WHAT THIS TASK INVOLVES: Search the entries below for the string "context" and copy the lines that hold it.
--
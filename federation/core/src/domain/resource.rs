// Copyright (c) 2026 100monkeys.ai
// SPDX-License-Identifier: AGPL-3.0

//! Core resource identity types shared by every federation controller.

use serde::{Deserialize, Serialize};
use std::fmt;

/// API group owning the federation custom resources.
pub const FEDERATION_GROUP: &str = "federation.aegis.dev";

/// Label marking a member-cluster resource as managed by the federation.
pub const MANAGED_LABEL: &str = "federation.aegis.dev/managed";
pub const MANAGED_LABEL_VALUE: &str = "true";

/// Kind name of the namespace target type.
pub const NAMESPACE_KIND: &str = "Namespace";

/// Name of the type config that governs namespace federation.
pub const NAMESPACE_TYPE_CONFIG_NAME: &str = "namespaces";

/// A (namespace, name) pair identifying any resource. The string form
/// `namespace/name` is the cache key used throughout the controllers;
/// cluster-scoped resources render as the bare name.
#[derive(Debug, Clone, Default, PartialEq, Eq, Hash, Serialize, Deserialize)]
pub struct QualifiedName {
    pub namespace: String,
    pub name: String,
}

impl QualifiedName {
    pub fn new(namespace: impl Into<String>, name: impl Into<String>) -> Self {
        Self {
            namespace: namespace.into(),
            name: name.into(),
        }
    }

    /// A cluster-scoped name with no namespace component.
    pub fn cluster_scoped(name: impl Into<String>) -> Self {
        Self {
            namespace: String::new(),
            name: name.into(),
        }
    }
}

impl fmt::Display for QualifiedName {
    fn fmt(&self, f: &mut fmt::Formatter<'_>) -> fmt::Result {
        if self.namespace.is_empty() {
            write!(f, "{}", self.name)
        } else {
            write!(f, "{}/{}", self.namespace, self.name)
        }
    }
}

/// Outcome of a single reconcile pass. `Error` statuses are re-queued by
/// the owning worker rather than retried in place.
#[derive(Debug, Clone, Copy, PartialEq, Eq)]
pub enum ReconciliationStatus {
    AllOk,
    Error,
}

/// Namespace in which the federated wrapper for a resource lives. The
/// wrapper of a cluster-scoped resource is stored in the federation
/// system namespace.
pub fn namespace_for_resource(event_namespace: &str, federation_namespace: &str) -> String {
    if event_namespace.is_empty() {
        federation_namespace.to_string()
    } else {
        event_namespace.to_string()
    }
}
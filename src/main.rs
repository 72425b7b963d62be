use std::num::NonZeroU32;
use std::rc::Rc;
use std::time::{Duration, Instant};

use clap::Parser;
use winit::application::ApplicationHandler;
use winit::dpi::LogicalSize;
use winit::event::{ElementState, KeyEvent, MouseButton, WindowEvent};
use winit::event_loop::{ActiveEventLoop, ControlFlow, EventLoop};
use winit::keyboard::PhysicalKey;
use winit::window::{Window, WindowId};

use jump_climb::actor::Actor;
use jump_climb::camera::Camera;
use jump_climb::config::Config;
use jump_climb::error::{GameError, GameResult};
use jump_climb::input::{Control, InputState};
use jump_climb::map::load_map;
use jump_climb::renderer;
use jump_climb::scaler::{ScaleMap, blit_nearest, build_scale_map};
use jump_climb::world::World;

/// Fixed simulation step; velocities are expressed per tick.
const TICK: Duration = Duration::from_micros(16_667);
const MAX_FRAME: Duration = Duration::from_millis(100);

struct App {
    window: Option<Rc<Window>>,
    surface: Option<softbuffer::Surface<Rc<Window>, Rc<Window>>>,
    world: World,
    camera: Camera,
    actor: Actor,

    // HUD
    frame_counter: u32,
    last_fps_print: Instant,

    // Logical framebuffer, one viewport in size
    fb: Vec<u32>,
    fb_w: usize,
    fb_h: usize,

    scale_map: ScaleMap,

    // Input and stepping
    input: InputState,
    cursor: [f32; 2],
    last_tick: Instant,
    accumulator: Duration,

    // Set when setup fails inside the event loop
    error: Option<GameError>,
}

impl App {
    fn new(config: &Config, world: World) -> Self {
        let fb_w = config.width as usize;
        let fb_h = config.height as usize;
        let mut camera = Camera::new(config.height as f32, world.height);
        let actor = Actor::new(config.start_position(camera.max_level));
        camera.follow(actor.center_y());

        Self {
            window: None,
            surface: None,
            world,
            camera,
            actor,

            frame_counter: 0,
            last_fps_print: Instant::now(),

            fb: vec![0; fb_w * fb_h],
            fb_w,
            fb_h,

            scale_map: ScaleMap::empty(),

            input: InputState::default(),
            cursor: [0.0, 0.0],
            last_tick: Instant::now(),
            accumulator: Duration::ZERO,

            error: None,
        }
    }

    fn create_surface(&mut self, event_loop: &ActiveEventLoop) -> GameResult<()> {
        let attributes = Window::default_attributes()
            .with_title("Jump Climb")
            .with_inner_size(LogicalSize::new(self.fb_w as f64, self.fb_h as f64));

        let window = Rc::new(
            event_loop
                .create_window(attributes)
                .map_err(|e| GameError::Window(e.to_string()))?,
        );
        let context = softbuffer::Context::new(window.clone())
            .map_err(|e| GameError::Window(e.to_string()))?;
        let surface = softbuffer::Surface::new(&context, window.clone())
            .map_err(|e| GameError::Window(e.to_string()))?;

        let size = window.inner_size();
        self.scale_map =
            build_scale_map(size.width as usize, size.height as usize, self.fb_w, self.fb_h);

        self.surface = Some(surface);
        self.last_tick = Instant::now();
        window.request_redraw();
        self.window = Some(window);
        Ok(())
    }

    fn tick(&mut self) {
        // Cap dt to avoid a burst of steps if the app was paused
        let now = Instant::now();
        let dt = now.duration_since(self.last_tick).min(MAX_FRAME);
        self.last_tick = now;

        self.accumulator += dt;
        while self.accumulator >= TICK {
            self.input.apply(&mut self.actor.vel);
            self.actor.step(&self.world.surfaces);
            self.accumulator -= TICK;
        }
        self.camera.follow(self.actor.center_y());
    }

    fn redraw(&mut self, id: WindowId) {
        self.tick();

        let (window, surface) = match (&self.window, &mut self.surface) {
            (Some(w), Some(s)) if w.id() == id => (w, s),
            _ => return,
        };

        let size = window.inner_size();
        let dw = size.width as usize;
        let (Some(nw), Some(nh)) = (NonZeroU32::new(size.width), NonZeroU32::new(size.height))
        else {
            return; // Minimized window, skip drawing
        };

        if let Err(e) = surface.resize(nw, nh) {
            log::error!("surface resize failed: {e}");
            return;
        }

        renderer::render_frame(
            &mut self.fb,
            self.fb_w,
            self.fb_h,
            &self.world,
            &self.camera,
            &self.actor,
        );

        let mut buf = match surface.buffer_mut() {
            Ok(buf) => buf,
            Err(e) => {
                log::error!("buffer_mut failed: {e}");
                return;
            }
        };
        blit_nearest(&mut buf, dw, &self.fb, self.fb_w, &self.scale_map);

        if let Err(e) = buf.present() {
            log::error!("present failed: {e}");
        }

        // Log FPS
        self.frame_counter += 1;
        let now = Instant::now();
        let elapsed = now.duration_since(self.last_fps_print).as_secs_f32();
        if elapsed >= 1.0 {
            log::debug!("FPS: {:.1}", self.frame_counter as f32 / elapsed);
            self.frame_counter = 0;
            self.last_fps_print = now;
        }

        window.request_redraw();
    }

    fn click(&mut self) {
        let Some(p) = self.scale_map.window_to_logical(self.cursor[0], self.cursor[1]) else {
            return;
        };
        self.actor.teleport(self.camera.screen_to_world(p));
    }
}

impl ApplicationHandler for App {
    fn resumed(&mut self, event_loop: &ActiveEventLoop) {
        if self.window.is_some() {
            return;
        }
        if let Err(e) = self.create_surface(event_loop) {
            self.error = Some(e);
            event_loop.exit();
        }
    }

    fn window_event(&mut self, event_loop: &ActiveEventLoop, id: WindowId, event: WindowEvent) {
        match event {
            WindowEvent::CloseRequested => {
                log::info!("close requested; stopping");
                event_loop.exit();
            }

            WindowEvent::KeyboardInput {
                event:
                    KeyEvent {
                        physical_key: PhysicalKey::Code(code),
                        state,
                        ..
                    },
                ..
            } => {
                let Some(control) = Control::from_key(code) else {
                    return;
                };
                match state {
                    ElementState::Pressed => self.input.press(control),
                    ElementState::Released => self.input.release(control, &mut self.actor.vel),
                }
            }

            WindowEvent::CursorMoved { position, .. } => {
                self.cursor = [position.x as f32, position.y as f32];
            }

            WindowEvent::MouseInput {
                state: ElementState::Pressed,
                button: MouseButton::Left,
                ..
            } => self.click(),

            WindowEvent::RedrawRequested => self.redraw(id),

            WindowEvent::Resized(new_size) => {
                self.scale_map = build_scale_map(
                    new_size.width as usize,
                    new_size.height as usize,
                    self.fb_w,
                    self.fb_h,
                );
            }
            _ => (),
        }
    }

    fn about_to_wait(&mut self, _event_loop: &ActiveEventLoop) {
        if let Some(window) = &self.window {
            window.request_redraw();
        }
    }
}

fn run(config: &Config) -> GameResult<()> {
    let world = load_map(&config.map)?;
    let mut app = App::new(config, world);

    let event_loop = EventLoop::new()?;
    // Games redraw continuously, so keep the loop spinning
    event_loop.set_control_flow(ControlFlow::Poll);
    event_loop.run_app(&mut app)?;

    match app.error.take() {
        Some(e) => Err(e),
        None => Ok(()),
    }
}

fn main() {
    env_logger::Builder::from_env(env_logger::Env::default().default_filter_or("info")).init();

    let config = Config::parse();
    if let Err(e) = run(&config) {
        log::error!("{e}");
        std::process::exit(1);
    }
}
--
RESULT BELOW:
        let context = softbuffer::Context::new(window.clone())
        let surface = softbuffer::Surface::new(&context, window.clone())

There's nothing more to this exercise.